Caught in the web
Published 19/04/2010 | 05:00
We use it for such innocuous everyday things as paying bills and chatting with friends, but an Irish expert has warned that the internet can be as addictive as crack. And more of us could be virtual junkies than we think.
From a quick fix of Facebook to a hit of Twitter or even day-long gaming benders, Irish society is strung out on internet abuse, say bosses of a top rehabilitation centre here.
The medical world may be divided as to whether internet addiction actually exists, but to those who witness its side effects, there's nothing cyber about the condition.
"Internet addiction is very real," says Colin O'Driscoll, principal psychologist at Forest Rehabilitation Centre in Wicklow.
"We first encountered the problem about four years ago and the number of people coming to us for help with internet addiction has grown steadily since then.
"It's a massive problem and it's going to get worse very soon."
Three years ago, UK journal Advances in Psychiatric guesstimated that a "substantial minority" of the 46.6 million web users there -- up to 10pc -- may be addicts.
While in the States, a report from Stanford Medical School in 2006 posited that around 14pc of the country's 180 million internet users couldn't kick the habit for more than a few days.
Here at home, there's no quantifiable evidence as to how many of us are under the influence of the internet.
But with virtually all of us using the web for working, gaming, shopping, banking and socialising, modern techno-philes are treading a wobbly tightrope between 'use' and 'abuse' on a daily basis warns Colin O'Driscoll.
"Like drinking in Ireland, internet addiction can be very hard to detect.
"So many people over-use the internet without actually being addicted to it.
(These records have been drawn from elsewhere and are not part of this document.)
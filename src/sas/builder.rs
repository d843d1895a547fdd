//! Token minting and decoding.
//!
//! The string-to-sign and the query field order are part of the service
//! contract: any reordering makes the service reject the signature.

use super::permissions::SharedAccessPermissions;
use super::policy::{
    IpAddressOrRange, SasResource, SharedAccessHeaders, SharedAccessPolicy, SharedAccessProtocol,
};
use crate::auth::signing::{decode_account_key, sign_base64, signatures_match};
use crate::error::{FileShareError, Result};
use crate::utils::datetime::{format_sas_time, parse_sas_time};
use chrono::{DateTime, Utc};
use percent_encoding::{utf8_percent_encode, AsciiSet, NON_ALPHANUMERIC};
use url::form_urlencoded;

/// Everything but RFC 3986 unreserved characters.
const QUERY_VALUE: &AsciiSet = &NON_ALPHANUMERIC.remove(b'-').remove(b'.').remove(b'_').remove(b'~');

/// Signed version (`sv`) of every token this crate mints.
pub const SIGNED_VERSION: &str = "2019-02-02";

/// The decoded fields of a shared access signature.
///
/// Times are kept as the exact strings that were signed.
#[derive(Debug, Clone, Default, PartialEq, Eq)]
pub struct SharedAccessSignature {
    pub version: String,
    pub start: Option<String>,
    pub expiry: Option<String>,
    pub resource: String,
    pub permissions: String,
    pub ip: Option<String>,
    pub protocol: Option<String>,
    pub headers: SharedAccessHeaders,
    pub signature: String,
}

impl SharedAccessSignature {
    /// Canonical string-to-sign for this token against `canonical_resource`.
    pub fn string_to_sign(&self, canonical_resource: &str) -> String {
        let opt = |value: &Option<String>| value.clone().unwrap_or_default();

        [
            self.permissions.clone(),
            opt(&self.start),
            opt(&self.expiry),
            canonical_resource.to_string(),
            // signed identifier; stored access policies are not used
            String::new(),
            opt(&self.ip),
            opt(&self.protocol),
            self.version.clone(),
            opt(&self.headers.cache_control),
            opt(&self.headers.content_disposition),
            opt(&self.headers.content_encoding),
            opt(&self.headers.content_language),
            opt(&self.headers.content_type),
        ]
        .join("\n")
    }

    /// Query-string form, without a leading `?`. Values are
    /// percent-encoded, so a space is `%20`, never `+`.
    pub fn to_query(&self) -> String {
        let fields = [
            ("sv", Some(&self.version)),
            ("st", self.start.as_ref()),
            ("se", self.expiry.as_ref()),
            ("sr", Some(&self.resource)),
            ("sp", Some(&self.permissions)),
            ("sip", self.ip.as_ref()),
            ("spr", self.protocol.as_ref()),
            ("rscc", self.headers.cache_control.as_ref()),
            ("rscd", self.headers.content_disposition.as_ref()),
            ("rsce", self.headers.content_encoding.as_ref()),
            ("rscl", self.headers.content_language.as_ref()),
            ("rsct", self.headers.content_type.as_ref()),
            ("sig", Some(&self.signature)),
        ];

        fields
            .into_iter()
            .filter_map(|(name, value)| {
                value.map(|value| format!("{name}={}", utf8_percent_encode(value, QUERY_VALUE)))
            })
            .collect::<Vec<_>>()
            .join("&")
    }

    /// Decode a token from a query string (leading `?` optional).
    ///
    /// Unrelated query parameters are ignored.
    pub fn parse(query: &str) -> Result<Self> {
        let query = query.trim_start_matches('?');
        let mut sas = Self::default();

        for (name, value) in form_urlencoded::parse(query.as_bytes()) {
            let value = value.into_owned();
            match name.as_ref() {
                "sv" => sas.version = value,
                "st" => sas.start = Some(value),
                "se" => sas.expiry = Some(value),
                "sr" => sas.resource = value,
                "sp" => sas.permissions = value,
                "sip" => sas.ip = Some(value),
                "spr" => sas.protocol = Some(value),
                "rscc" => sas.headers.cache_control = Some(value),
                "rscd" => sas.headers.content_disposition = Some(value),
                "rsce" => sas.headers.content_encoding = Some(value),
                "rscl" => sas.headers.content_language = Some(value),
                "rsct" => sas.headers.content_type = Some(value),
                "sig" => sas.signature = value,
                _ => {}
            }
        }

        if sas.signature.is_empty() || sas.version.is_empty() {
            return Err(FileShareError::invalid_argument(
                "Shared access signature is missing 'sig' or 'sv'",
            ));
        }

        Ok(sas)
    }

    /// Recompute the signature with `key` and compare.
    pub fn verify(&self, canonical_resource: &str, key: &[u8]) -> Result<bool> {
        let expected = sign_base64(key, &self.string_to_sign(canonical_resource))?;
        Ok(signatures_match(&expected, &self.signature))
    }

    pub fn parsed_permissions(&self) -> Result<SharedAccessPermissions> {
        SharedAccessPermissions::parse(&self.permissions)
    }

    pub fn start_time(&self) -> Result<Option<DateTime<Utc>>> {
        self.start.as_deref().map(parse_sas_time).transpose()
    }

    pub fn expiry_time(&self) -> Result<Option<DateTime<Utc>>> {
        self.expiry.as_deref().map(parse_sas_time).transpose()
    }

    pub fn ip_restriction(&self) -> Result<Option<IpAddressOrRange>> {
        self.ip.as_deref().map(str::parse).transpose()
    }

    pub fn protocol_restriction(&self) -> Result<Option<SharedAccessProtocol>> {
        self.protocol
            .as_deref()
            .map(SharedAccessProtocol::parse)
            .transpose()
    }
}

/// Builder for shared access signature tokens.
#[derive(Debug, Clone)]
pub struct SharedAccessSignatureBuilder {
    resource: SasResource,
    policy: SharedAccessPolicy,
    headers: SharedAccessHeaders,
    protocol: Option<SharedAccessProtocol>,
    ip: Option<IpAddressOrRange>,
}

impl SharedAccessSignatureBuilder {
    pub fn new(resource: SasResource, policy: SharedAccessPolicy) -> Self {
        Self {
            resource,
            policy,
            headers: SharedAccessHeaders::default(),
            protocol: None,
            ip: None,
        }
    }

    pub fn headers(mut self, headers: SharedAccessHeaders) -> Self {
        self.headers = headers;
        self
    }

    pub fn protocol(mut self, protocol: SharedAccessProtocol) -> Self {
        self.protocol = Some(protocol);
        self
    }

    pub fn ip(mut self, ip: IpAddressOrRange) -> Self {
        self.ip = Some(ip);
        self
    }

    /// Mint the token, signing with the base64 `account_key`.
    pub fn build(&self, account_key: &str) -> Result<String> {
        Ok(self.sign(account_key)?.to_query())
    }

    /// Mint the token and return its decoded fields.
    pub fn sign(&self, account_key: &str) -> Result<SharedAccessSignature> {
        let key = decode_account_key(account_key)?;
        self.sign_with_key(&key)
    }

    /// Mint the token with an already decoded key.
    pub fn sign_with_key(&self, key: &[u8]) -> Result<SharedAccessSignature> {
        self.validate()?;

        let mut sas = SharedAccessSignature {
            version: SIGNED_VERSION.to_string(),
            start: self.policy.start.map(format_sas_time),
            expiry: self.policy.expiry.map(format_sas_time),
            resource: self.resource.signed_resource().to_string(),
            permissions: self.policy.permissions.to_permission_string(),
            ip: self.ip.map(|ip| ip.to_string()),
            protocol: self.protocol.map(|p| p.as_str().to_string()),
            headers: self.headers.clone(),
            signature: String::new(),
        };
        sas.signature = sign_base64(key, &sas.string_to_sign(&self.resource.canonical()))?;
        Ok(sas)
    }
}

impl SharedAccessSignatureBuilder {
    fn validate(&self) -> Result<()> {
        self.policy.validate()?;
        if let Some(ip) = &self.ip {
            ip.validate()?;
        }
        Ok(())
    }
}

/// Mint a token in one call.
pub fn build_token(
    resource: SasResource,
    policy: SharedAccessPolicy,
    headers: Option<SharedAccessHeaders>,
    protocol: Option<SharedAccessProtocol>,
    ip: Option<IpAddressOrRange>,
    account_key: &str,
) -> Result<String> {
    let mut builder = SharedAccessSignatureBuilder::new(resource, policy);
    if let Some(headers) = headers {
        builder = builder.headers(headers);
    }
    if let Some(protocol) = protocol {
        builder = builder.protocol(protocol);
    }
    if let Some(ip) = ip {
        builder = builder.ip(ip);
    }
    builder.build(account_key)
}

#[cfg(test)]
mod tests {
    use super::*;
    use chrono::TimeZone;

    const KEY: &str = "Zmlyc3Qta2V5LWZvci10ZXN0cw==";

    fn resource() -> SasResource {
        SasResource::File {
            account: "acct".into(),
            share: "share".into(),
            path: "dir/file".into(),
        }
    }

    fn policy() -> SharedAccessPolicy {
        let start = Utc.with_ymd_and_hms(2024, 1, 1, 0, 0, 0).unwrap();
        let expiry = Utc.with_ymd_and_hms(2024, 1, 2, 0, 0, 0).unwrap();
        SharedAccessPolicy::new(
            SharedAccessPermissions::READ | SharedAccessPermissions::WRITE,
            expiry,
        )
        .with_start(start)
    }

    #[test]
    fn test_token_is_pure_function_of_inputs() {
        let a = SharedAccessSignatureBuilder::new(resource(), policy()).build(KEY).unwrap();
        let b = SharedAccessSignatureBuilder::new(resource(), policy()).build(KEY).unwrap();
        assert_eq!(a, b);

        let other_scope = SasResource::File {
            account: "acct".into(),
            share: "share".into(),
            path: "dir/other".into(),
        };
        let c = SharedAccessSignatureBuilder::new(other_scope, policy()).build(KEY).unwrap();
        assert_ne!(
            SharedAccessSignature::parse(&a).unwrap().signature,
            SharedAccessSignature::parse(&c).unwrap().signature
        );
    }

    #[test]
    fn test_query_field_order() {
        let token = SharedAccessSignatureBuilder::new(resource(), policy())
            .protocol(SharedAccessProtocol::HttpsOnly)
            .ip("10.0.0.1-10.0.0.2".parse().unwrap())
            .headers(SharedAccessHeaders {
                content_type: Some("text/plain".into()),
                ..Default::default()
            })
            .build(KEY)
            .unwrap();

        let names: Vec<String> = form_urlencoded::parse(token.as_bytes())
            .map(|(name, _)| name.into_owned())
            .collect();
        assert_eq!(
            names,
            vec!["sv", "st", "se", "sr", "sp", "sip", "spr", "rsct", "sig"]
        );
        assert!(token.contains("sp=rw"));
        assert!(token.contains("st=2024-01-01T00%3A00%3A00Z"));
    }

    #[test]
    fn test_query_values_are_percent_encoded() {
        let token = SharedAccessSignatureBuilder::new(resource(), policy())
            .protocol(SharedAccessProtocol::HttpsOrHttp)
            .headers(SharedAccessHeaders {
                content_disposition: Some("attachment; filename=a b.txt".into()),
                ..Default::default()
            })
            .build(KEY)
            .unwrap();

        assert!(token.contains("spr=https%2Chttp&"));
        assert!(token.contains("rscd=attachment%3B%20filename%3Da%20b.txt&"));
        assert!(!token.contains('+'));

        let parsed = SharedAccessSignature::parse(&token).unwrap();
        assert_eq!(
            parsed.headers.content_disposition.as_deref(),
            Some("attachment; filename=a b.txt")
        );
        let key = decode_account_key(KEY).unwrap();
        assert!(parsed.verify("/file/acct/share/dir/file", &key).unwrap());
    }

    #[test]
    fn test_string_to_sign_layout() {
        let sas = SharedAccessSignatureBuilder::new(resource(), policy())
            .sign(KEY)
            .unwrap();
        let string_to_sign = sas.string_to_sign("/file/acct/share/dir/file");
        let lines: Vec<&str> = string_to_sign.split('\n').collect();

        assert_eq!(lines.len(), 13);
        assert_eq!(lines[0], "rw");
        assert_eq!(lines[1], "2024-01-01T00:00:00Z");
        assert_eq!(lines[2], "2024-01-02T00:00:00Z");
        assert_eq!(lines[3], "/file/acct/share/dir/file");
        assert_eq!(lines[7], SIGNED_VERSION);
    }

    #[test]
    fn test_parse_and_verify() {
        let token = SharedAccessSignatureBuilder::new(resource(), policy()).build(KEY).unwrap();
        let sas = SharedAccessSignature::parse(&format!("?{token}")).unwrap();
        let key = decode_account_key(KEY).unwrap();

        assert!(sas.verify("/file/acct/share/dir/file", &key).unwrap());
        assert!(!sas.verify("/file/acct/share/dir/other", &key).unwrap());

        let mut tampered = sas.clone();
        tampered.permissions = "rwd".into();
        assert!(!tampered.verify("/file/acct/share/dir/file", &key).unwrap());
    }

    #[test]
    fn test_invalid_inputs_fail_locally() {
        let mut bad = policy();
        bad.permissions = SharedAccessPermissions::empty();
        assert!(matches!(
            SharedAccessSignatureBuilder::new(resource(), bad).build(KEY),
            Err(FileShareError::InvalidArgument(_))
        ));

        let mut inverted = policy();
        inverted.start = inverted.expiry;
        assert!(SharedAccessSignatureBuilder::new(resource(), inverted).build(KEY).is_err());

        assert!(SharedAccessSignatureBuilder::new(resource(), policy())
            .build("not base64!")
            .is_err());
    }
}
When lots of your peers are over-using, it normalises addiction on the surface.
"But it doesn't matter whether it's recognised, acceptable, stigmatised or even glorified -- addiction is addiction."
It might be seen as harmless in comparison to our national battle with the bottle -- but getting hooked on the internet is every bit as dangerous as drugs or booze, he adds.
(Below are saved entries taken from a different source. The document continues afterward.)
use crate::error::{FileShareError, Result};
use crate::file::client::RequestTemplate;
use crate::file::file::range_header;
use crate::file::FileClient;
use crate::stream::options::OpenWriteOptions;
use crate::transport::headers::{X_MS_RANGE, X_MS_WRITE};
use base64::{engine::general_purpose::STANDARD, Engine as _};
use bytes::Bytes;
use reqwest::Method;
use std::io::SeekFrom;
use tracing::{debug, info, warn};

/// Buffered sequential writer over a remote file.
///
/// Writes accumulate until `stream_write_size` bytes are buffered, then go
/// out as one `PUT ?comp=range`. Seeking flushes first. Writing past the
/// remote length grows the file before the range upload, so the result is
/// the same as writing to a `Cursor<Vec<u8>>`: gaps left by seeking past
/// the end read back as zeros.
pub struct FileWriteStream {
    file: FileClient,
    length: u64,
    buffer_start: u64,
    buffer: Vec<u8>,
    write_size: usize,
    md5: Option<md5::Context>,
    closed: bool,
}

impl FileWriteStream {
    pub(crate) async fn open(
        mut file: FileClient,
        size: Option<u64>,
        options: OpenWriteOptions,
    ) -> Result<Self> {
        let write_size = options.resolve_write_size(file.service().options().stream_write_size)?;

        let length = match size {
            Some(size) => {
                file.create(size).await?;
                size
            }
            None => {
                file.fetch_attributes().await?;
                file.properties.content_length
            }
        };

        debug!(path = %file.path(), length, write_size, "opened write stream");
        Ok(Self {
            file,
            length,
            buffer_start: 0,
            buffer: Vec::with_capacity(write_size),
            write_size,
            md5: options.store_content_md5.then(md5::Context::new),
            closed: false,
        })
    }

    pub fn file(&self) -> &FileClient {
        &self.file
    }

    /// Position the next write lands at.
    pub fn position(&self) -> u64 {
        self.buffer_start + self.buffer.len() as u64
    }

    /// Length of the file once buffered bytes are flushed.
    pub fn length(&self) -> u64 {
        self.length.max(self.position())
    }

    /// Buffer all of `data`, uploading each full run of `stream_write_size` bytes.
    pub async fn write(&mut self, data: &[u8]) -> Result<usize> {
        self.check_open()?;

        let mut remaining = data;
        while !remaining.is_empty() {
            let take = remaining.len().min(self.write_size - self.buffer.len());
            let (chunk, rest) = remaining.split_at(take);
            self.buffer.extend_from_slice(chunk);
            if let Some(md5) = &mut self.md5 {
                md5.consume(chunk);
            }
            remaining = rest;

            if self.buffer.len() == self.write_size {
                self.flush_buffer().await?;
            }
        }
        Ok(data.len())
    }

    /// Move the write position, flushing buffered bytes first.
    pub async fn seek(&mut self, pos: SeekFrom) -> Result<u64> {
        self.check_open()?;
        self.flush_buffer().await?;

        let target = match pos {
            SeekFrom::Start(offset) => Some(offset),
            SeekFrom::Current(delta) => self.buffer_start.checked_add_signed(delta),
            SeekFrom::End(delta) => self.length.checked_add_signed(delta),
        };
        let target = target.ok_or_else(|| {
            FileShareError::invalid_argument("Cannot seek to a negative position")
        })?;

        if self.md5.take().is_some() {
            debug!(path = %self.file.path(), "seek disables content MD5");
        }
        self.buffer_start = target;
        Ok(target)
    }

    /// Upload the partial buffer.
    pub async fn flush(&mut self) -> Result<()> {
        self.check_open()?;
        self.flush_buffer().await
    }

    /// Flush and finalize. Further calls other than `close` fail.
    pub async fn close(&mut self) -> Result<()> {
        if self.closed {
            return Ok(());
        }
        self.flush_buffer().await?;

        if let Some(md5) = self.md5.take() {
            if self.buffer_start == self.length {
                self.file.properties.content_md5 = Some(STANDARD.encode(md5.compute().0));
                self.file.set_properties().await?;
            } else {
                debug!(path = %self.file.path(), "writes did not cover the file; content MD5 not stored");
            }
        }

        self.closed = true;
        info!(path = %self.file.path(), length = self.length, "closed write stream");
        Ok(())
    }

    fn check_open(&self) -> Result<()> {
        if self.closed {
            return Err(FileShareError::invalid_argument("Write stream is closed"));
        }
        Ok(())
    }

    async fn flush_buffer(&mut self) -> Result<()> {
        if self.buffer.is_empty() {
            return Ok(());
        }

        let count = self.buffer.len() as u64;
        let end = self.buffer_start + count;
        if end > self.length {
            self.file.resize(end).await?;
            self.length = end;
        }

        let template = RequestTemplate::new(Method::PUT)
            .query("comp", "range")
            .header(X_MS_RANGE, range_header(self.buffer_start, count))?
            .header(X_MS_WRITE, "update")?
            .body(Bytes::copy_from_slice(&self.buffer));
        let response = self.file.send(&template).await?;
        self.file.record_write(&response.headers);

        debug!(path = %self.file.path(), offset = self.buffer_start, count, "uploaded range");
        self.buffer_start = end;
        self.buffer.clear();
        Ok(())
    }
}

impl std::fmt::Debug for FileWriteStream {
    fn fmt(&self, f: &mut std::fmt::Formatter<'_>) -> std::fmt::Result {
        f.debug_struct("FileWriteStream")
            .field("path", &self.file.path())
            .field("length", &self.length)
            .field("position", &self.position())
            .field("buffered", &self.buffer.len())
            .field("closed", &self.closed)
            .finish()
    }
}

impl Drop for FileWriteStream {
    fn drop(&mut self) {
        if !self.closed && !self.buffer.is_empty() {
            warn!(
                path = %self.file.path(),
                unflushed = self.buffer.len(),
                "write stream dropped with unflushed data"
            );
        }
    }
}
"Internet addiction is similar to alcoholism or drug addiction in that it provides people with a medication of sorts.
"Logging on is a way to distract from stress, painful memories, low self-esteem, relationship problems, anxiety and depression. Used in this way, the behaviour can quickly develop into an addiction that's very hard to break.
"And like a hangover or coming down, the user usually ends up feeling worse than before -- suffering guilt and shame."
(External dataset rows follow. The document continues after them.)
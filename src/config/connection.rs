//! Storage connection strings (`AccountName=..;AccountKey=..;...`).

use super::ClientConfig;
use crate::error::{FileShareError, Result};
use std::collections::HashMap;

fn parse_pairs(connection_string: &str) -> Result<HashMap<String, String>> {
    connection_string
        .trim()
        .replace('\n', "")
        .split(';')
        .filter(|field| !field.trim().is_empty())
        .map(|field| {
            // Keys and tokens are base64 / query strings and may contain '='
            let (key, value) = field.trim().split_once('=').ok_or_else(|| {
                FileShareError::config(format!(
                    "Invalid connection string, expected '=' in field: {field}"
                ))
            })?;
            Ok((key.to_string(), value.to_string()))
        })
        .collect()
}

fn endpoint_from_parts(pairs: &HashMap<String, String>) -> Result<Option<String>> {
    let Some(account) = pairs.get("AccountName") else {
        return Ok(None);
    };
    let protocol = pairs
        .get("DefaultEndpointsProtocol")
        .map(String::as_str)
        .unwrap_or("https");
    if protocol != "http" && protocol != "https" {
        return Err(FileShareError::config(format!(
            "Invalid DefaultEndpointsProtocol: {protocol}"
        )));
    }
    let suffix = pairs
        .get("EndpointSuffix")
        .map(String::as_str)
        .unwrap_or("core.windows.net");
    Ok(Some(format!("{protocol}://{account}.file.{suffix}/")))
}

impl ClientConfig {
    /// Settings from a connection string. Fields it does not mention keep
    /// their defaults.
    pub fn from_connection_string(connection_string: &str) -> Result<Self> {
        let pairs = parse_pairs(connection_string)?;

        let file_endpoint = match pairs.get("FileEndpoint") {
            Some(endpoint) => Some(endpoint.clone()),
            None => endpoint_from_parts(&pairs)?,
        };
        let account_name = pairs.get("AccountName").cloned().unwrap_or_default();
        if account_name.is_empty() && file_endpoint.is_none() {
            return Err(FileShareError::config(
                "Connection string needs AccountName or FileEndpoint",
            ));
        }

        let secondary_endpoint = match (pairs.get("FileSecondaryEndpoint"), pairs.get("FileEndpoint")) {
            (Some(endpoint), _) => Some(endpoint.clone()),
            // Derived endpoints get the conventional secondary host
            (None, None) if !account_name.is_empty() => file_endpoint
                .as_ref()
                .map(|primary| primary.replacen(&format!("://{account_name}."), &format!("://{account_name}-secondary."), 1)),
            _ => None,
        };

        Ok(Self {
            account_name,
            account_key: pairs.get("AccountKey").cloned(),
            sas_token: pairs.get("SharedAccessSignature").cloned(),
            file_endpoint,
            secondary_endpoint,
            ..Self::default()
        })
    }
}
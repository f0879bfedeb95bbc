//! Map Arrow RecordBatches onto [`InputRow`]s.
//!
//! Columns are looked up by the names in [`IngestConfig`]. A missing column
//! or a null cell reads as an empty string; non-string columns are formatted
//! with Arrow's display rules.

use arrow::array::{Array, ArrayRef, LargeStringArray, StringArray, StringViewArray};
use arrow::record_batch::RecordBatch;
use arrow::util::display::array_value_to_string;
use servicedesk_core::{IngestConfig, InputRow};

use crate::StoreError;

/// Build input rows from batches, preserving row order across batches.
pub fn rows_from_batches(
    batches: &[RecordBatch],
    config: &IngestConfig,
) -> Result<Vec<InputRow>, StoreError> {
    let total: usize = batches.iter().map(|b| b.num_rows()).sum();
    let mut rows = Vec::with_capacity(total);

    for batch in batches {
        let description = find_column(batch, &config.description_column);
        let resolution = find_column(batch, &config.resolution_column);
        let status = find_column(batch, &config.status_column);
        let case_type = find_column(batch, &config.case_type_column);

        for row in 0..batch.num_rows() {
            rows.push(InputRow {
                description: cell_text(description, row)?,
                resolution_response: cell_text(resolution, row)?,
                status: cell_text(status, row)?,
                case_type: cell_text(case_type, row)?,
            });
        }
    }

    Ok(rows)
}

// ── Arrow extraction helpers ──

/// Find a column by name, tolerating a UTF-8 BOM and padding in the header
/// (common in spreadsheet CSV exports).
fn find_column<'a>(batch: &'a RecordBatch, name: &str) -> Option<&'a ArrayRef> {
    if let Some(col) = batch.column_by_name(name) {
        return Some(col);
    }
    let idx = batch
        .schema()
        .fields()
        .iter()
        .position(|f| f.name().trim_start_matches('\u{feff}').trim() == name)?;
    Some(batch.column(idx))
}

/// Text of a cell, or `""` for a missing column or null value.
fn cell_text(col: Option<&ArrayRef>, row: usize) -> Result<String, StoreError> {
    let Some(col) = col else {
        return Ok(String::new());
    };
    if col.is_null(row) {
        return Ok(String::new());
    }
    if let Some(arr) = col.as_any().downcast_ref::<StringArray>() {
        return Ok(arr.value(row).to_string());
    }
    if let Some(arr) = col.as_any().downcast_ref::<LargeStringArray>() {
        return Ok(arr.value(row).to_string());
    }
    if let Some(arr) = col.as_any().downcast_ref::<StringViewArray>() {
        return Ok(arr.value(row).to_string());
    }
    Ok(array_value_to_string(col.as_ref(), row)?)
}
In more extreme instances, staring at a computer screen for too long has even been linked to death.
In Asia, there have been at least four cases since 2002 of young men dying in internet cafés after gaming marathons lasting up to 86 hours, during which they didn't sleep and hardly ate -- their deaths were attributed to heart failure induced by exhaustion.
While Wisconsin mum Elizabeth Woolley blamed the suicide of her son Shawn in 2001 on his obsession with EverQuest, an online game sometimes dubbed NeverRest or EverCrack because it can be so compulsive. The 21-year-old, who had learning difficulties, depression and epilepsy, shot himself while seated in front of his computer.
MMORPGs (Massively Multiplayer Online Role-playing Games) like EverQuest, Final Fantasy, Warhammer and the new Star Trek Online unite millions of gamers in the guise of avatars in cyberspace. In World of Warcraft, for example, users join 12 million others across the globe -- including actor Vin Diesel and chat show host Jonathan Ross -- in a band-of-brothers-style battle.
Most are pay-to-play -- charging monthly subscriptions -- but others such as Guild Wars and RuneScape are free.
And the image of the sullen teen boy who spends hours holed up in his bedroom playing computer games isn't just a stereotype -- young men are especially susceptible to this type of addiction, says David Smallwood of The Priory in London.
Despite the sociable nature of MMOs, it's ironically often those who feel they don't fit in who are drawn to them, according to the addiction treatment programme manager.
Assuming an ass-kicking avatar, the player "progress(es) to being someone more important" -- but in order to remain a virtual VIP, they must get better at the game, playing for longer and longer periods.
"What then happens is that kids become withdrawn," he explains, "their schoolwork suffers because they are not doing homework . . . Plus there's the problem of not eating, as they have no time to eat in the middle of a battle."
So should computer games come with a health warning, just like cigarettes?
When Shawn Woolley's mother accused Sony Online Entertainment's EverQuest of playing a role in her son's tragic death, company president John Smedley countered simply: "It's entertainment. Is a book dangerous? Is a TV show dangerous? I think the answer is no."
Back at Forest addiction centre, psychologist Colin O'Driscoll agrees that quitting the net is just like trying to get clean or sober. And seeing if you can 'sign out' is the only way to know if you should sign in to rehab.
"The ultimate test as to whether or not you're addicted to something is to try to stop doing it. If you can't stay away from it for a defined period of time, then you're certainly addicted.
"Addiction is a scary place to be," he adds, "so it's important to talk to somebody."